Calls a specified function for each list node.

Parameters
listList to go through.
funcPointer for the callback function.
user_dataUser defined data, may be NULL.
Since
0.0.1

This function goes through the whole list and calls func for each node. The func will receive pointer to the node's data and user_data. You can use it to free the data:

p_list_foreach (list, (PFunc) free, NULL);
p_list_free (list);

◆ p_list_free()

P_LIB_API void p_list_free ( PList list)

Frees list memory.

Parameters
listList to free.
Since
0.0.1

This function frees only the list's internal memory, not the data in the pointers stored in the nodes.

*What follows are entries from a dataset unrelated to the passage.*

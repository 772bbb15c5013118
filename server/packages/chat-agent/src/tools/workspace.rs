//! Drive and email access, either through one scope or through the combined
//! workspace scope.

use std::sync::OnceLock;

use base64::Engine;
use chat_agent_error::ChatAgentError;
use regress::Regex;
use serde_json::{json, Map, Value};

use super::{clean_resource, str_arg, truncate_chars, BackendReply, ToolBridge, ToolContext};

const TEXT_RESPONSE_LIMIT: usize = 50_000;
const FILE_READ_LIMIT: usize = 180_000;

#[derive(Debug, Clone, Copy, PartialEq, Eq)]
pub enum Scope {
    Workspace,
    Drive,
    Email,
}

#[derive(Debug, Clone, Copy, PartialEq, Eq)]
pub enum ScopedAction {
    Request,
    ReadFile,
    GetDriveFileUrl,
    SendEmail,
}

impl ScopedAction {
    /// Missing actions default to `request`; `send` and `get_file_url` are
    /// shorthands.
    pub fn parse(raw: Option<&str>) -> Result<Self, ChatAgentError> {
        let raw = raw.unwrap_or("request").trim().to_ascii_lowercase();
        match raw.as_str() {
            "" | "request" => Ok(Self::Request),
            "read_file" => Ok(Self::ReadFile),
            "get_drive_file_url" | "get_file_url" => Ok(Self::GetDriveFileUrl),
            "send_email" | "send" => Ok(Self::SendEmail),
            other => Err(ChatAgentError::invalid(format!("unknown action: {other}"))),
        }
    }

    pub fn as_str(&self) -> &'static str {
        match self {
            Self::Request => "request",
            Self::ReadFile => "read_file",
            Self::GetDriveFileUrl => "get_drive_file_url",
            Self::SendEmail => "send_email",
        }
    }
}

impl Scope {
    pub fn as_str(&self) -> &'static str {
        match self {
            Self::Workspace => "workspace",
            Self::Drive => "drive",
            Self::Email => "email",
        }
    }

    pub fn allows(&self, action: ScopedAction) -> bool {
        match self {
            Self::Workspace => true,
            Self::Drive => matches!(
                action,
                ScopedAction::Request | ScopedAction::ReadFile | ScopedAction::GetDriveFileUrl
            ),
            Self::Email => matches!(action, ScopedAction::Request | ScopedAction::SendEmail),
        }
    }

    fn rules(&self) -> Vec<&'static Rule> {
        let mut rules = Vec::new();
        if matches!(self, Self::Workspace | Self::Drive) {
            rules.extend(drive_rules());
        }
        if matches!(self, Self::Workspace | Self::Email) {
            rules.extend(email_rules());
        }
        rules
    }
}

struct Rule {
    pattern: Regex,
    methods: &'static [&'static str],
}

fn compile(table: &[(&str, &'static [&'static str])]) -> Vec<Rule> {
    table
        .iter()
        .filter_map(|&(source, methods)| {
            Regex::new(source).ok().map(|pattern| Rule { pattern, methods })
        })
        .collect()
}

const DRIVE_RULES: &[(&str, &[&str])] = &[
    ("^drive$", &["GET"]),
    ("^drive/folders$", &["GET", "POST"]),
    ("^drive/folders/[^/]+$", &["GET", "DELETE"]),
    ("^drive/files/prepare-upload$", &["POST"]),
    ("^drive/files/complete-upload$", &["POST"]),
    ("^drive/files/[^/]+$", &["DELETE"]),
    ("^drive/files/[^/]+/download$", &["GET"]),
];

const EMAIL_RULES: &[(&str, &[&str])] = &[
    ("^email/inboxes$", &["GET", "POST", "DELETE"]),
    ("^email/messages$", &["GET", "POST"]),
    ("^email/messages/[^/]+$", &["GET", "POST", "DELETE"]),
    ("^email/messages/[^/]+/attachments/[^/]+$", &["GET"]),
];

fn drive_rules() -> &'static [Rule] {
    static RULES: OnceLock<Vec<Rule>> = OnceLock::new();
    RULES.get_or_init(|| compile(DRIVE_RULES))
}

fn email_rules() -> &'static [Rule] {
    static RULES: OnceLock<Vec<Rule>> = OnceLock::new();
    RULES.get_or_init(|| compile(EMAIL_RULES))
}

fn uuid_pattern() -> Option<&'static Regex> {
    static PATTERN: OnceLock<Option<Regex>> = OnceLock::new();
    PATTERN
        .get_or_init(|| {
            Regex::new(
                "^[0-9a-fA-F]{8}-[0-9a-fA-F]{4}-[1-5][0-9a-fA-F]{3}-[89abAB][0-9a-fA-F]{3}-[0-9a-fA-F]{12}$",
            )
            .ok()
        })
        .as_ref()
}

pub fn is_uuid(value: &str) -> bool {
    uuid_pattern().is_some_and(|pattern| pattern.find(value).is_some())
}

/// Checks a `request` against the scope's rules and returns the cleaned
/// resource path.
pub fn check_request(scope: Scope, method: &str, resource: &str) -> Result<String, ChatAgentError> {
    let resource = clean_resource(resource, "resource")?;
    let resource = resource.as_str();
    let mut path_matched = false;
    for rule in scope.rules() {
        if rule.pattern.find(resource).is_some() {
            path_matched = true;
            if rule.methods.contains(&method) {
                return Ok(resource.to_string());
            }
        }
    }
    let message = if path_matched {
        format!("{method} is not allowed on {resource} for {}", scope.as_str())
    } else {
        format!("resource not allowed for {}: {resource}", scope.as_str())
    };
    Err(ChatAgentError::PermissionDenied { message })
}

pub(crate) async fn call(
    bridge: &ToolBridge,
    ctx: &ToolContext<'_>,
    scope: Scope,
    args: &Value,
) -> Result<Value, ChatAgentError> {
    let action = ScopedAction::parse(str_arg(args, &["action"]))?;
    if !scope.allows(action) {
        return Err(ChatAgentError::invalid(format!(
            "action {} is not available for {}",
            action.as_str(),
            scope.as_str()
        )));
    }
    tracing::debug!(
        chat_id = ctx.chat_id,
        scope = scope.as_str(),
        action = action.as_str(),
        "scoped tool call"
    );
    match action {
        ScopedAction::Request => {
            let method = str_arg(args, &["method"])
                .unwrap_or("GET")
                .to_ascii_uppercase();
            let resource = check_request(
                scope,
                &method,
                str_arg(args, &["resource", "path"]).unwrap_or_default(),
            )?;
            let method = parse_method(&method)?;
            let reply = bridge
                .backend_request(ctx, method, &resource, args.get("params"), args.get("data"))
                .await?;
            Ok(package_reply(&reply))
        }
        ScopedAction::ReadFile => read_file(bridge, ctx, args).await,
        ScopedAction::GetDriveFileUrl => {
            let file_id = file_id(args)?;
            let reply = bridge
                .backend_request(
                    ctx,
                    reqwest::Method::GET,
                    &format!("drive/files/{file_id}/signed-url"),
                    None,
                    None,
                )
                .await?;
            Ok(package_reply(&reply))
        }
        ScopedAction::SendEmail => {
            let body = email_body(args)?;
            let resource = check_request(Scope::Email, "POST", "email/messages")?;
            let reply = bridge
                .backend_request(ctx, reqwest::Method::POST, &resource, None, Some(&body))
                .await?;
            Ok(package_reply(&reply))
        }
    }
}

fn parse_method(method: &str) -> Result<reqwest::Method, ChatAgentError> {
    method
        .parse::<reqwest::Method>()
        .map_err(|_| ChatAgentError::invalid(format!("invalid method: {method}")))
}

fn file_id(args: &Value) -> Result<&str, ChatAgentError> {
    let file_id = str_arg(args, &["file_id", "fileId"])
        .ok_or_else(|| ChatAgentError::invalid("file_id is required"))?;
    if !is_uuid(file_id) {
        return Err(ChatAgentError::invalid(format!("file_id is not a UUID: {file_id}")));
    }
    Ok(file_id)
}

/// Turns a backend reply into a tool result by content type.
pub(crate) fn package_reply(reply: &BackendReply) -> Value {
    let ok = reply.is_success();
    if reply.is_redirect() {
        return json!({
            "success": false,
            "redirectTo": reply.location,
            "status": reply.status,
        });
    }
    let content_type = reply.content_type.clone().unwrap_or_default();
    if content_type.contains("application/json") {
        let mut value = reply.json().unwrap_or_else(|| Value::Object(Map::new()));
        if !ok {
            if let Some(map) = value.as_object_mut() {
                map.entry("success").or_insert(Value::Bool(false));
                map.entry("status").or_insert(json!(reply.status));
            }
        }
        return value;
    }
    if content_type.starts_with("text/") {
        let (text, truncated) = truncate_chars(&reply.text(), TEXT_RESPONSE_LIMIT);
        return json!({
            "success": ok,
            "status": reply.status,
            "contentType": content_type,
            "text": text,
            "truncated": truncated,
        });
    }
    let content_type = if content_type.is_empty() {
        "application/octet-stream".to_string()
    } else {
        content_type
    };
    json!({
        "success": ok,
        "status": reply.status,
        "contentType": content_type,
        "sizeBytes": reply.body.len(),
        "message": "binary response; use read_file to read drive files",
    })
}

fn is_text_like(content_type: &str) -> bool {
    let content_type = content_type.to_ascii_lowercase();
    content_type.starts_with("text/")
        || ["json", "xml", "csv", "javascript", "yaml", "markdown"]
            .iter()
            .any(|kind| content_type.contains(kind))
}

async fn read_file(
    bridge: &ToolBridge,
    ctx: &ToolContext<'_>,
    args: &Value,
) -> Result<Value, ChatAgentError> {
    let file_id = file_id(args)?;
    let mode = str_arg(args, &["mode"]).unwrap_or("auto").to_ascii_lowercase();
    if !matches!(mode.as_str(), "auto" | "text" | "binary") {
        return Err(ChatAgentError::invalid(format!("invalid mode: {mode}")));
    }
    let reply = bridge
        .backend_request(
            ctx,
            reqwest::Method::GET,
            &format!("drive/files/{file_id}/download"),
            None,
            None,
        )
        .await?;
    if !reply.is_success() {
        let error = reply
            .json()
            .and_then(|value| {
                value
                    .get("message")
                    .or_else(|| value.get("error"))
                    .and_then(Value::as_str)
                    .map(str::to_string)
            })
            .unwrap_or_else(|| format!("download failed with status {}", reply.status));
        return Ok(json!({ "success": false, "status": reply.status, "error": error }));
    }

    let content_type = reply
        .content_type
        .clone()
        .unwrap_or_else(|| "application/octet-stream".to_string());
    let size = reply.body.len();
    let truncated = size > FILE_READ_LIMIT;
    let chunk = &reply.body[..size.min(FILE_READ_LIMIT)];
    let text_like = is_text_like(&content_type);

    if mode == "binary" {
        return Ok(json!({
            "success": true,
            "file_id": file_id,
            "contentType": content_type,
            "sizeBytes": size,
            "encoding": "base64",
            "content": base64::engine::general_purpose::STANDARD.encode(chunk),
            "truncated": truncated,
        }));
    }
    if !text_like {
        if mode == "text" {
            return Ok(json!({
                "success": false,
                "file_id": file_id,
                "contentType": content_type,
                "error": "file does not look like text; use mode=binary or mode=auto",
            }));
        }
        return Ok(json!({
            "success": true,
            "file_id": file_id,
            "contentType": content_type,
            "sizeBytes": size,
            "message": "binary file; use mode=binary for raw content",
        }));
    }
    Ok(json!({
        "success": true,
        "file_id": file_id,
        "contentType": content_type,
        "sizeBytes": size,
        "encoding": "utf-8",
        "content": String::from_utf8_lossy(chunk),
        "truncated": truncated,
    }))
}

/// Body for `POST email/messages`. Attachments come from `attachments[]`
/// entries carrying a `url` or inline `content`, plus the single
/// `attachment_url` / `signed_url` shorthand.
pub fn email_body(args: &Value) -> Result<Value, ChatAgentError> {
    let inbox_id = str_arg(args, &["inbox_id", "inboxId"])
        .ok_or_else(|| ChatAgentError::invalid("inbox_id is required for send_email"))?;
    let to = args
        .get("to")
        .filter(|value| !value.is_null())
        .ok_or_else(|| ChatAgentError::invalid("to is required for send_email"))?;

    let mut body = Map::new();
    body.insert("inboxId".to_string(), json!(inbox_id));
    body.insert("to".to_string(), to.clone());
    for key in ["cc", "bcc", "labels"] {
        if let Some(value) = args.get(key).filter(|value| !value.is_null()) {
            body.insert(key.to_string(), value.clone());
        }
    }
    for key in ["subject", "text", "html"] {
        if let Some(value) = args.get(key).and_then(Value::as_str) {
            body.insert(key.to_string(), json!(value));
        }
    }

    let mut attachments = Vec::new();
    if let Some(entries) = args.get("attachments").and_then(Value::as_array) {
        for entry in entries {
            let url = str_arg(entry, &["url"]);
            let content = entry
                .get("content")
                .and_then(Value::as_str)
                .filter(|content| !content.is_empty());
            if url.is_none() && content.is_none() {
                continue;
            }
            let mut attachment = Map::new();
            for key in ["filename", "contentType", "contentDisposition", "contentId"] {
                if let Some(value) = entry.get(key).and_then(Value::as_str) {
                    attachment.insert(key.to_string(), json!(value));
                }
            }
            if let Some(content) = content {
                attachment.insert("content".to_string(), json!(content));
            }
            if let Some(url) = url {
                attachment.insert("url".to_string(), json!(url));
            }
            attachments.push(Value::Object(attachment));
        }
    }
    if let Some(url) = str_arg(args, &["attachment_url", "signed_url"]) {
        let mut attachment = Map::new();
        for (from, to) in [
            ("filename", "filename"),
            ("content_type", "contentType"),
            ("content_disposition", "contentDisposition"),
            ("content_id", "contentId"),
        ] {
            if let Some(value) = args.get(from).and_then(Value::as_str) {
                attachment.insert(to.to_string(), json!(value));
            }
        }
        attachment.insert("url".to_string(), json!(url));
        attachments.push(Value::Object(attachment));
    }
    if !attachments.is_empty() {
        body.insert("attachments".to_string(), Value::Array(attachments));
    }
    Ok(Value::Object(body))
}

Don't forget to free all the data stored in the list manually.

◆ p_list_last()

P_LIB_API PList* p_list_last ( PList list)

Gets the last node from the list.

Parameters
listList to get the node from.
Returns
Pointer to the last list node, NULL if the list is empty.
Since
0.0.1

◆ p_list_length()

P_LIB_API psize p_list_length ( const PList list)

Gets the number of list nodes.

Parameters
listList to count nodes in.
Returns
Number of nodes in the list.
Since
0.0.1
Note
This function will iterate through the whole list, so don't use it in condition of the for-loop or in the code which is repeated a lot of times.

◆ p_list_prepend()

P_LIB_API PList* p_list_prepend ( PList list,
ppointer  data 
)

Prepends data to a list.

Parameters
listPList for prepending the data.
dataData to prepend.
Returns
Pointer to the updated list in case of success, list otherwise.
Since
0.0.1

Before prepending the first node to the list, list argument must be initialized with NULL. Otherwise behavior is unpredictable.

◆ p_list_remove()

P_LIB_API PList* p_list_remove ( PList list,
ppointer  data 
)

Removes data from a list.

Parameters
listList to remove the data from.
dataData to remove.
Returns
Pointer to the updated list in case of success, list otherwise.
Since
0.0.1

It searches for the first matching occurrence in the list and removes that node. Note that it removes only the pointer from the list, not the data it pointers to, so you need to free the data manually.

◆ p_list_reverse()

P_LIB_API PList* p_list_reverse ( PList list)

Reverses the list order.

Parameters
listPList to reverse the order.
Returns
Pointer to the top of the reversed list.